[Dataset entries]
※ ※ ※
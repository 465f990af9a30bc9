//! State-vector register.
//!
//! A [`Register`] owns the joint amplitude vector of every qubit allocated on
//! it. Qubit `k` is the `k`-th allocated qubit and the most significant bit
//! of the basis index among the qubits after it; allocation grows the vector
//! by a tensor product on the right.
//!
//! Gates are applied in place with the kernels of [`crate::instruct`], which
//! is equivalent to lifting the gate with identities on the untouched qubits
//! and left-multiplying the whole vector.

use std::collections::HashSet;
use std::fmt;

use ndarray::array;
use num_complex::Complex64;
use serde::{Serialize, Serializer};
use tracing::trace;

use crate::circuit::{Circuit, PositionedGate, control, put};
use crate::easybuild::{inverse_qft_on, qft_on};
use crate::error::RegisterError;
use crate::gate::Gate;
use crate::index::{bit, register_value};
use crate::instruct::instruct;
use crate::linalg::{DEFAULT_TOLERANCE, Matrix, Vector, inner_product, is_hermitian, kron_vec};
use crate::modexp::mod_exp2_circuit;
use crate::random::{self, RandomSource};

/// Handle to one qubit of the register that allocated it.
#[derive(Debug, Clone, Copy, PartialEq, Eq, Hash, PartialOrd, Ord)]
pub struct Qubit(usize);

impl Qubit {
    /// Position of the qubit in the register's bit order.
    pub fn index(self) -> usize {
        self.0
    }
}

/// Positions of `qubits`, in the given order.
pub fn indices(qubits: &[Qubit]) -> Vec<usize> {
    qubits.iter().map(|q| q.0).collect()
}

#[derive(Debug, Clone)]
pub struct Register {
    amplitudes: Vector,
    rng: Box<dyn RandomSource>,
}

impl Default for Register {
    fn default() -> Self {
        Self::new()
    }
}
※ ※ ※
**Task objective**
All of the entries above need to be set down again exactly.

**Output for this task**
repository 465f990af9a30bc9
//! State-vector register.
//!
//! A [`Register`] owns the joint amplitude vector of every qubit allocated on
//! it. Qubit `k` is the `k`-th allocated qubit and the most significant bit
//! of the basis index among the qubits after it; allocation grows the vector
//! by a tensor product on the right.
//!
//! Gates are applied in place with the kernels of [`crate::instruct`], which
//! is equivalent to lifting the gate with identities on the untouched qubits
//! and left-multiplying the whole vector.

use std::collections::HashSet;
use std::fmt;

use ndarray::array;
use num_complex::Complex64;
use serde::{Serialize, Serializer};
use tracing::trace;

use crate::circuit::{Circuit, PositionedGate, control, put};
use crate::easybuild::{inverse_qft_on, qft_on};
use crate::error::RegisterError;
use crate::gate::Gate;
use crate::index::{bit, register_value};
use crate::instruct::instruct;
use crate::linalg::{DEFAULT_TOLERANCE, Matrix, Vector, inner_product, is_hermitian, kron_vec};
use crate::modexp::mod_exp2_circuit;
use crate::random::{self, RandomSource};

/// Handle to one qubit of the register that allocated it.
#[derive(Debug, Clone, Copy, PartialEq, Eq, Hash, PartialOrd, Ord)]
pub struct Qubit(usize);

impl Qubit {
    /// Position of the qubit in the register's bit order.
    pub fn index(self) -> usize {
        self.0
    }
}

/// Positions of `qubits`, in the given order.
pub fn indices(qubits: &[Qubit]) -> Vec<usize> {
    qubits.iter().map(|q| q.0).collect()
}

#[derive(Debug, Clone)]
pub struct Register {
    amplitudes: Vector,
    rng: Box<dyn RandomSource>,
}

impl Default for Register {
    fn default() -> Self {
        Self::new()
    }
}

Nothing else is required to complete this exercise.